Sus padres eran ricos y hacendados.
No
sabemos, cuáles eran las relaciones de la familia con los poderes de
ocupación. Desde hacía casi dos siglos, Egipto había perdido su
independencia para incorporarse, al igual que otros pueblos de África
y Asia, al vasto Imperio romano. Las órdenes de los césares romanos
cruzaban el mar, y llegaban a Egipto a través de los funcionarios
imperiales.
Pero
sucedía muchas veces, que a pesar de las promesas de los
emperadores, y en contra de su voluntad, no se hacia justicia al
pueblo, que enviaba sus barcos cargados de víveres a la capital del
Imperio, y alimentaba a funcionarios y soldados estacionados en su
suelo. La familia de Pablo estaba obligada, como cualquier otra, a
pagar los gastos de las tropas de ocupación, y a contribuir con su
tributo al erario imperial.
La
familia de Pablo era cristiana, pero no sabemos cuándo la fe de
Cristo, se adueñó de aquel hogar, y en qué grado había arraigado
en el corazón de los padres del santo ermitaño. Por largos años,
gozó el cristianismo de paz dentro del Imperio romano, y gracias a
la misma, fueron muchos los cristianos que escalaron puestos de
responsabilidad civil y militar.
En
Egipto, la fe cristiana se instaló en primer lugar en las ciudades
de la costa mediterránea, y de allí fue remontando paulatinamente
hacia el interior, creándose pequeñas comunidades cristianas, junto
a las riberas del Nilo, e incluso en los oasis del desierto.
Sin
embargo, el favor de que gozaba la religión cristiana, el roce
continuo con los paganos. la penuria del clero docto, los obstáculos
naturales que entorpecían el contacto con la jerarquía
eclesiástica, fueron causa de que se cultivara una fe superficial, y
de que reinara en algunos lugares, cierto sincretismo religioso, y de
que la ignorancia en materias de religión fuera espantosa. Esta fe
vacilante, podía desaparecer tan pronto como soplaran los vientos de
la persecución. Y ésta llegó con el emperador Decio.
En
octubre del año 249, Decio quedó dueño absoluto del Imperio.
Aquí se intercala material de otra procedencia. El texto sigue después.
pub mod analyzer;
pub mod angles;
pub mod config;
pub mod error;
pub mod generator;
pub mod jurisdictions;
pub mod prompt;
pub mod service;
pub mod types;
pub mod workflow;

pub use error::{AppealError, ServiceError};
pub use service::{GenerationParams, GenerationService, RetryPolicy};
pub use types::*;
pub use workflow::{AppealRun, Orchestrator};
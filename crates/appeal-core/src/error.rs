use std::time::Duration;

use thiserror::Error;

use crate::types::Stage;

/// Failure reported by a generation backend.
#[derive(Debug, Clone, PartialEq, Eq, Error)]
pub enum ServiceError {
    #[error("generation service unavailable: {0}")]
    Unavailable(String),
    #[error("generation quota exceeded: {0}")]
    QuotaExceeded(String),
    #[error("generation call timed out after {0:?}")]
    Timeout(Duration),
}

impl ServiceError {
    /// Quota errors are final; everything else may succeed on a later attempt.
    pub fn is_retryable(&self) -> bool {
        !matches!(self, Self::QuotaExceeded(_))
    }
}

/// Caller-facing errors from the workflow. None of these leave partial state.
#[derive(Debug, Clone, PartialEq, Eq, Error)]
pub enum AppealError {
    #[error("missing required case fields: {}", missing.join(", "))]
    InvalidInput { missing: Vec<String> },
    #[error("cannot {action} while run is {stage}")]
    InvalidStage { action: &'static str, stage: Stage },
    #[error("unknown appeal angle: {0}")]
    UnknownAngle(String),
    #[error("unknown situation flag: {0}")]
    UnknownFlag(String),
}

pub type Result<T, E = AppealError> = std::result::Result<T, E>;
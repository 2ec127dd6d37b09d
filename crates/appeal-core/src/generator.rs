use std::sync::Arc;

use chrono::Utc;
use tokio::sync::Semaphore;
use tokio::task::JoinSet;
use tracing::{info, warn};

use crate::prompt;
use crate::service::{
    complete_with_retry, Completion, CompletionFailure, GenerationParams, GenerationService,
    RetryPolicy,
};
use crate::types::{
    AppealAngle, AppealDocument, CitationCase, DocumentStatus, FollowUpAnswer,
    GenerationMetadata, GenerationScope, JurisdictionRule, COMPREHENSIVE_KEY,
};

pub const COMPREHENSIVE_NAME: &str = "Comprehensive Appeal";

/// Turns an analyzed case into appeal letters. Per-angle calls run on a
/// bounded `JoinSet`; the comprehensive letter is always written last.
pub struct Generator {
    service: Arc<dyn GenerationService>,
    policy: RetryPolicy,
    params: GenerationParams,
    concurrency: usize,
}

impl Generator {
    pub fn new(
        service: Arc<dyn GenerationService>,
        policy: RetryPolicy,
        params: GenerationParams,
    ) -> Self {
        Self {
            service,
            policy,
            params,
            concurrency: 4,
        }
    }

    pub fn with_concurrency(mut self, limit: usize) -> Self {
        self.concurrency = limit.max(1);
        self
    }

    /// Documents in `angles` order followed by the comprehensive document.
    /// Failures become `failed` documents and never abort siblings.
    pub async fn generate(
        &self,
        case: &CitationCase,
        angles: &[&'static AppealAngle],
        jurisdiction: &JurisdictionRule,
        answers: &[FollowUpAnswer],
        scope: GenerationScope,
    ) -> Vec<AppealDocument> {
        let mut documents = match scope {
            GenerationScope::Full => {
                self.generate_individual(case, angles, jurisdiction, answers).await
            },
            GenerationScope::ComprehensiveOnly => Vec::new(),
        };

        let drafts: Vec<(&str, &str)> = documents
            .iter()
            .filter(|d| d.is_generated())
            .map(|d| (d.name.as_str(), d.text.as_str()))
            .collect();
        let prompt = prompt::comprehensive_prompt(case, jurisdiction, angles, answers, &drafts);
        let outcome = complete_with_retry(
            self.service.as_ref(),
            &prompt,
            &self.params,
            &self.policy,
            COMPREHENSIVE_KEY,
        )
        .await;
        let comprehensive =
            to_document(COMPREHENSIVE_KEY, COMPREHENSIVE_NAME, outcome, self.service.model());
        info!(
            citation = %case.citation_number,
            status = ?comprehensive.status,
            attempts = comprehensive.metadata.attempts,
            "comprehensive appeal finished"
        );
        documents.push(comprehensive);
        documents
    }

    async fn generate_individual(
        &self,
        case: &CitationCase,
        angles: &[&'static AppealAngle],
        jurisdiction: &JurisdictionRule,
        answers: &[FollowUpAnswer],
    ) -> Vec<AppealDocument> {
        let case = Arc::new(case.clone());
        let rule = Arc::new(jurisdiction.clone());
        let answers: Arc<[FollowUpAnswer]> = answers.into();
        let semaphore = Arc::new(Semaphore::new(self.concurrency));

        let mut set = JoinSet::new();
        for (idx, angle) in angles.iter().copied().enumerate() {
            let service = Arc::clone(&self.service);
            let semaphore = Arc::clone(&semaphore);
            let case = Arc::clone(&case);
            let rule = Arc::clone(&rule);
            let answers = Arc::clone(&answers);
            let params = self.params.clone();
            let policy = self.policy.clone();
            set.spawn(async move {
                let _permit = semaphore.acquire_owned().await.ok();
                let prompt = prompt::angle_prompt(&case, &rule, angle, &answers);
                let outcome =
                    complete_with_retry(service.as_ref(), &prompt, &params, &policy, angle.key)
                        .await;
                (idx, outcome)
            });
        }

        let model = self.service.model().to_string();
        let mut slots: Vec<Option<AppealDocument>> = vec![None; angles.len()];
        while let Some(joined) = set.join_next().await {
            match joined {
                Ok((idx, outcome)) => {
                    if let (Some(slot), Some(angle)) = (slots.get_mut(idx), angles.get(idx)) {
                        let doc = to_document(angle.key, angle.name, outcome, &model);
                        info!(
                            angle = %angle.key,
                            status = ?doc.status,
                            attempts = doc.metadata.attempts,
                            "angle appeal finished"
                        );
                        *slot = Some(doc);
                    }
                },
                Err(e) => warn!("angle generation task failed: {e}"),
            }
        }

        slots
            .into_iter()
            .zip(angles)
            .map(|(slot, angle)| {
                slot.unwrap_or_else(|| {
                    failed_document(
                        angle.key,
                        angle.name,
                        "generation task did not complete",
                        0,
                        &model,
                    )
                })
            })
            .collect()
    }
}

fn to_document(
    key: &str,
    name: &str,
    outcome: Result<Completion, CompletionFailure>,
    model: &str,
) -> AppealDocument {
    match outcome {
        Ok(done) => AppealDocument {
            key: key.to_string(),
            name: name.to_string(),
            text: done.text,
            status: DocumentStatus::Generated,
            error: None,
            metadata: GenerationMetadata {
                model: model.to_string(),
                generated_at: Utc::now(),
                attempts: done.attempts,
            },
        },
        Err(failure) => {
            failed_document(key, name, &failure.error.to_string(), failure.attempts, model)
        },
    }
}

fn failed_document(
    key: &str,
    name: &str,
    error: &str,
    attempts: u32,
    model: &str,
) -> AppealDocument {
    AppealDocument {
        key: key.to_string(),
        name: name.to_string(),
        text: format!("[{name} unavailable: {error}]"),
        status: DocumentStatus::Failed,
        error: Some(error.to_string()),
        metadata: GenerationMetadata {
            model: model.to_string(),
            generated_at: Utc::now(),
            attempts,
        },
    }
}
use std::future::Future;
use std::marker::PhantomData;
use std::sync::Arc;

use crate::dialect::Dialect;
use crate::entity::{Entity, EntityDescriptor};
use crate::error::DataError;
use crate::executor::{Connection, ConnectionProvider, ExecResult};
use crate::filter::Filter;
use crate::mapper;
use crate::query::QueryBuilder;
use crate::registry::DescriptorRegistry;
use crate::repository::Repository;
use crate::value::{Row, Value};

/// A generic SQL-backed repository for one entity type.
///
/// Composes the descriptor registry, the clause builder, and the result
/// mapper around an injected [`ConnectionProvider`]. Every operation is a
/// single async unit of one or two sequential round trips; each round trip
/// acquires its own connection and releases it on every exit path before
/// any error propagates.
///
/// # Example
///
/// ```ignore
/// let registry = Arc::new(DescriptorRegistry::new());
/// let repo = SqlRepository::<Person, _>::new(provider, registry, Arc::new(FirebirdDialect));
/// let ada = repo.save(&Person { id: None, name: "Ada".into() }).await?;
/// ```
pub struct SqlRepository<E, P: ConnectionProvider> {
    provider: P,
    registry: Arc<DescriptorRegistry>,
    dialect: Arc<dyn Dialect>,
    _marker: PhantomData<E>,
}

impl<E, P: ConnectionProvider> SqlRepository<E, P> {
    pub fn new(provider: P, registry: Arc<DescriptorRegistry>, dialect: Arc<dyn Dialect>) -> Self {
        Self {
            provider,
            registry,
            dialect,
            _marker: PhantomData,
        }
    }

    /// Get the underlying connection provider.
    pub fn provider(&self) -> &P {
        &self.provider
    }
}

impl<E, P: ConnectionProvider + Clone> Clone for SqlRepository<E, P> {
    fn clone(&self) -> Self {
        Self {
            provider: self.provider.clone(),
            registry: self.registry.clone(),
            dialect: self.dialect.clone(),
            _marker: PhantomData,
        }
    }
}

impl<E: Entity, P: ConnectionProvider> SqlRepository<E, P> {
    /// A `QueryBuilder` pre-bound to this entity's descriptor and dialect,
    /// for callers assembling statements the fixed operations don't cover.
    pub fn query(&self) -> Result<QueryBuilder, DataError> {
        let descriptor = self.registry.resolve::<E>()?;
        Ok(self.builder(&descriptor))
    }

    /// Execute an arbitrary statement on a scoped connection and return
    /// the raw rows, unmapped.
    pub async fn query_raw(&self, sql: &str, params: &[Value]) -> Result<Vec<Row>, DataError> {
        Ok(self.round_trip(sql, params).await?.into_rows())
    }

    fn builder(&self, descriptor: &Arc<EntityDescriptor>) -> QueryBuilder {
        QueryBuilder::new(descriptor.clone(), self.dialect.clone())
    }

    /// One acquire/execute/release cycle. The connection is released on
    /// both the success and the failure path before the result is
    /// inspected.
    async fn round_trip(&self, sql: &str, params: &[Value]) -> Result<ExecResult, DataError> {
        tracing::debug!(sql, params = params.len(), "executing statement");
        let mut conn = self.provider.acquire().await?;
        let result = conn.execute(sql, params).await;
        self.provider.release(conn).await;
        match &result {
            Ok(ExecResult::Rows(rows)) => tracing::trace!(rows = rows.len(), "statement returned"),
            Ok(ExecResult::Affected(count)) => {
                tracing::trace!(affected = *count, "statement returned");
            }
            Err(err) => tracing::debug!(%err, "statement failed"),
        }
        result
    }

    async fn fetch_by_id(
        &self,
        descriptor: &EntityDescriptor,
        builder: &QueryBuilder,
        id: Value,
    ) -> Result<Option<E>, DataError> {
        let (sql, params) = builder.build_select_by_id(id)?;
        let rows = self.round_trip(&sql, &params).await?.into_rows();
        Ok(rows.first().map(|row| mapper::map_row(descriptor, row)))
    }

    /// Mint a fresh identity from the table's generator — its own round
    /// trip, issued before the INSERT so concurrent writers can never
    /// observe each other's value.
    async fn next_identity(&self, builder: &QueryBuilder) -> Result<Value, DataError> {
        let (sql, params) = builder.build_sequence_read(1);
        let rows = self.round_trip(&sql, &params).await?.into_rows();
        match rows.first().and_then(|row| row.value_at(0)) {
            Some(value) if !value.is_null() => Ok(value.clone()),
            _ => Err(DataError::Other(format!(
                "sequence read for table `{}` returned no value",
                builder.descriptor().table()
            ))),
        }
    }
}

impl<E, P> Repository<E, E::Id> for SqlRepository<E, P>
where
    E: Entity,
    P: ConnectionProvider,
{
    fn find_by_id(&self, id: &E::Id) -> impl Future<Output = Result<Option<E>, DataError>> + Send {
        let id = id.clone().into();
        async move {
            let descriptor = self.registry.resolve::<E>()?;
            let builder = self.builder(&descriptor);
            self.fetch_by_id(&descriptor, &builder, id).await
        }
    }

    fn find(
        &self,
        filter: Option<&Filter>,
    ) -> impl Future<Output = Result<Vec<E>, DataError>> + Send {
        async move {
            let descriptor = self.registry.resolve::<E>()?;
            let (sql, params) = self.builder(&descriptor).build_select(filter)?;
            let rows = self.round_trip(&sql, &params).await?.into_rows();
            Ok(mapper::map_rows(&descriptor, &rows))
        }
    }

    fn save(&self, entity: &E) -> impl Future<Output = Result<E, DataError>> + Send {
        async move {
            let descriptor = self.registry.resolve::<E>()?;
            let builder = self.builder(&descriptor);
            match descriptor.primary() {
                Some(primary) => {
                    let id = match entity.value_of(primary.field) {
                        Value::Null => self.next_identity(&builder).await?,
                        id => id,
                    };
                    let pairs: Vec<_> = descriptor
                        .columns()
                        .iter()
                        .map(|column| {
                            let value = if column.primary {
                                id.clone()
                            } else {
                                entity.value_of(column.field)
                            };
                            (column, value)
                        })
                        .collect();
                    let (sql, params) = builder.build_insert(&pairs);
                    self.round_trip(&sql, &params).await?;
                    self.fetch_by_id(&descriptor, &builder, id)
                        .await?
                        .ok_or_else(|| DataError::SaveFailed(descriptor.table().to_string()))
                }
                None => {
                    let pairs: Vec<_> = descriptor
                        .columns()
                        .iter()
                        .map(|column| (column, entity.value_of(column.field)))
                        .collect();
                    let (sql, params) = builder.build_insert(&pairs);
                    self.round_trip(&sql, &params).await?;
                    // No identity to re-read by; echo the input through the mapper.
                    let mut row = Row::new();
                    for (column, value) in &pairs {
                        row.push(column.name.clone(), value.clone());
                    }
                    Ok(mapper::map_row(&descriptor, &row))
                }
            }
        }
    }

    fn update(&self, id: &E::Id, entity: &E) -> impl Future<Output = Result<E, DataError>> + Send {
        let id = id.clone().into();
        async move {
            let descriptor = self.registry.resolve::<E>()?;
            let builder = self.builder(&descriptor);
            let pairs: Vec<_> = descriptor
                .regular_columns()
                .map(|column| (column, entity.value_of(column.field)))
                .collect();
            let (sql, params) = builder.build_update(&pairs, id.clone())?;
            self.round_trip(&sql, &params).await?;
            self.fetch_by_id(&descriptor, &builder, id)
                .await?
                .ok_or_else(|| DataError::UpdateFailed(descriptor.table().to_string()))
        }
    }

    fn delete(&self, id: &E::Id) -> impl Future<Output = Result<(), DataError>> + Send {
        let id = id.clone().into();
        async move {
            let descriptor = self.registry.resolve::<E>()?;
            let (sql, params) = self.builder(&descriptor).build_delete(id)?;
            // A DELETE affecting zero rows is still a success.
            self.round_trip(&sql, &params).await?;
            Ok(())
        }
    }

    fn count(
        &self,
        filter: Option<&Filter>,
    ) -> impl Future<Output = Result<u64, DataError>> + Send {
        async move {
            let descriptor = self.registry.resolve::<E>()?;
            let (sql, params) = self.builder(&descriptor).build_count(filter)?;
            let rows = self.round_trip(&sql, &params).await?.into_rows();
            rows.first()
                .and_then(|row| row.value_at(0))
                .and_then(Value::as_int)
                .map(|count| u64::try_from(count).unwrap_or(0))
                .ok_or_else(|| {
                    DataError::Other(format!(
                        "count on table `{}` returned no value",
                        descriptor.table()
                    ))
                })
        }
    }
}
Enardecido por un celo fanático, llegó al convencimiento, de que la
veneración de los dioses era la base para la prosperidad del Imperio
romano. A los cristianos, hacía responsables del divorcio existente
entre los dioses.
En
Egipto, como en otras partes, se exigió el cumplimiento escrupuloso
del edicto imperial. ante el cual los cristianos reaccionaron
diversamente. Como tónica general, cabe señalar que los efectos del
edicto fueron lamentables; el número de apóstatas sobrepujó toda
previsión.
Nunca
la Iglesia tuvo que deplorar tanta defección. Unos renegaban de su
fe públicamente, otros huían, y se refugiaban en la clandestinidad.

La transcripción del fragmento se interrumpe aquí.